General Negligence-Remoteness Flashcards
Test for remoteness.
D is only liable for damage if it is a foreseeable consequence of the breach of duty.
Case for remoteness.
The Wagon Mound (1961)
Facts of The Wagon Mound.
D spilt oil into water when refuelling a ship.
Oil spread onto C’s wharf.
C was doing some work involving welding.
Sparks from welding ignited oil which caused a fire, damaging the wharf.
Court said that, although pollution damage to claimant’s wharf was foreseeable, fire damage was not.
3 instances where damages can be claimed even if it is not entirely reasonably foreseeable.
- Where losses occurred are of same type as that which was foreseeable but more extreme.
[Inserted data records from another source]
//! Player avatar: walk, jump and collide with static blocks.
//!
//! The simulation core only ever sees the avatar as a read-only [`Footprint`].

use crate::grid::{px_to_cell, Block, GridDims, CELL};

const WALK_SPEED: f32 = 220.0;
const GRAVITY: f32 = 900.0;
const JUMP_VELOCITY: f32 = -430.0;
/// Gap between the avatar and the floor at spawn.
const SPAWN_LIFT: f32 = 10.0;

/// Axis-aligned pixel rectangle.
#[derive(Debug, Clone, Copy, PartialEq)]
pub struct Footprint {
    pub x: f32,
    pub y: f32,
    pub w: f32,
    pub h: f32,
}

impl Footprint {
    pub fn new(x: f32, y: f32, w: f32, h: f32) -> Self {
        Self { x, y, w, h }
    }

    /// A footprint exactly covering one cell.
    pub fn at_cell(col: i32, row: i32) -> Self {
        Self::new(col as f32 * CELL, row as f32 * CELL, CELL, CELL)
    }

    /// Inclusive cell span covered by the rectangle.
    pub fn span(&self) -> CellSpan {
        CellSpan {
            left_col: px_to_cell(self.x),
            right_col: px_to_cell(self.x + self.w - 1.0),
            top_row: px_to_cell(self.y),
            bottom_row: px_to_cell(self.y + self.h - 1.0),
        }
    }

    /// Cell holding the top-left corner; break targets are measured from here.
    pub fn anchor_cell(&self) -> (i32, i32) {
        (px_to_cell(self.x), px_to_cell(self.y))
    }

    fn overlaps(&self, other: &Self) -> bool {
        self.x < other.x + other.w
            && self.x + self.w > other.x
            && self.y < other.y + other.h
            && self.y + self.h > other.y
    }
}

/// Inclusive cell ranges of a footprint.
#[derive(Debug, Clone, Copy, PartialEq, Eq)]
pub struct CellSpan {
    pub left_col: i32,
    pub right_col: i32,
    pub top_row: i32,
    pub bottom_row: i32,
}

impl CellSpan {
    /// A span that covers no cell at all.
    #[cfg(test)]
    pub const NONE: Self = Self {
        left_col: 0,
        right_col: -1,
        top_row: 0,
        bottom_row: -1,
    };

    #[inline]
    pub fn contains(&self, col: i32, row: i32) -> bool {
        col >= self.left_col && col <= self.right_col && row >= self.top_row && row <= self.bottom_row
    }
}

/// Movement intents for one frame.
#[derive(Debug, Clone, Copy, PartialEq, Eq, Default)]
pub struct MoveIntents {
    pub left: bool,
    pub right: bool,
    pub jump: bool,
}

#[derive(Debug, Clone)]
pub struct Player {
    pub body: Footprint,
    pub vy: f32,
    pub on_ground: bool,
    prev_jump: bool,
    dims: GridDims,
}

impl Player {
    /// One-cell avatar centred on the floor.
    pub fn new(dims: GridDims) -> Self {
        let body = Footprint::new(
            ((dims.width_px() - CELL) / 2.0).floor(),
            dims.floor_px() - CELL - SPAWN_LIFT,
            CELL,
            CELL,
        );
        Self {
            body,
            vy: 0.0,
            on_ground: false,
            prev_jump: false,
            dims,
        }
    }

    pub fn footprint(&self) -> Footprint {
        self.body
    }

    fn block_rect(b: &Block) -> Footprint {
        Footprint::at_cell(b.col, b.row)
    }

    /// Advance the avatar by `dt` seconds against the current static blocks.
    pub fn step(&mut self, dt: f32, intents: MoveIntents, blocks: &[Block]) {
        let old_y = self.body.y;
        let w = self.body.w;
        let h = self.body.h;
        let screen_w = self.dims.width_px();
        let floor = self.dims.floor_px();

        let mut vx = 0.0;
        if intents.left {
            vx -= WALK_SPEED;
        }
        if intents.right {
            vx += WALK_SPEED;
        }

        // Horizontal
        let mut new_x = (self.body.x + vx * dt).clamp(0.0, screen_w - w);
        let mut moved = Footprint { x: new_x, ..self.body };
        for b in blocks {
            let br = Self::block_rect(b);
            if moved.overlaps(&br) {
                if vx > 0.0 {
                    new_x = br.x - w;
                } else if vx < 0.0 {
                    new_x = br.x + br.w;
                }
                moved.x = new_x;
            }
        }
        self.body.x = new_x;

        if intents.jump && !self.prev_jump && self.on_ground {
            self.vy = JUMP_VELOCITY;
            self.on_ground = false;
        }
        self.prev_jump = intents.jump;

        // Vertical
        self.vy += GRAVITY * dt;
        let mut new_y = self.body.y + self.vy * dt;
        if new_y + h >= floor {
            new_y = floor - h;
            self.vy = 0.0;
        }
        let mut moved = Footprint { y: new_y, ..self.body };
        for b in blocks {
            let br = Self::block_rect(b);
            if !moved.overlaps(&br) {
                continue;
            }
            if self.vy > 0.0 && old_y + h <= br.y {
                new_y = br.y - h;
                self.vy = 0.0;
                moved.y = new_y;
            } else if self.vy < 0.0 && old_y >= br.y + br.h {
                new_y = br.y + br.h;
                self.vy = 0.0;
                moved.y = new_y;
            }
        }
        self.body.y = new_y;
        self.on_ground = self.feet_supported(blocks);
    }

    /// Standing on the floor, or on the top of a block under the feet.
    fn feet_supported(&self, blocks: &[Block]) -> bool {
        let feet = self.body.y + self.body.h;
        if feet >= self.dims.floor_px() - 1.0 {
            return true;
        }
        blocks.iter().any(|b| {
            let br = Self::block_rect(b);
            (br.y - feet).abs() < f32::EPSILON * CELL
                && self.body.x + self.body.w > br.x
                && self.body.x < br.x + br.w
        })
    }
}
- Where loss is foreseeable but precise manner in which it occurred was not.
- Thin-skull rule
Case for where losses occurred are of same type as that which was foreseeable but are more extreme.
Bradford v Robinson Rentals (1967)
Facts of Bradford.
Employer required C to drive an old van across country in very cold weather.
Van had no heating.
C suffered frostbite.
As it was foreseeable that he would suffer some sort of cold-related injury his employee was liable. (even though it was perhaps not predictable that the injury would be as extreme as frostbite.)
Case for where loss is foreseeable but not the precise manner in which it occurred.
Hughes v Lord Advocate (1963)
Facts of Hughes.
2 boys injured when playing with unattended paraffin lamp in a manhole.
As it was foreseeable that some sort of burning injury would result, Ds were liable for leaving manhole unattended.
Case for thin-skull rule.
Smith v Leech Brain (1962)
Facts of Smith.
C suffered a minor splash by molten metal that caused a burn on his face.
Burn triggered a pre-existing cancerous condition and he died.
As some minor injury was foreseeable, there was liability as you “take your victim as you find them.”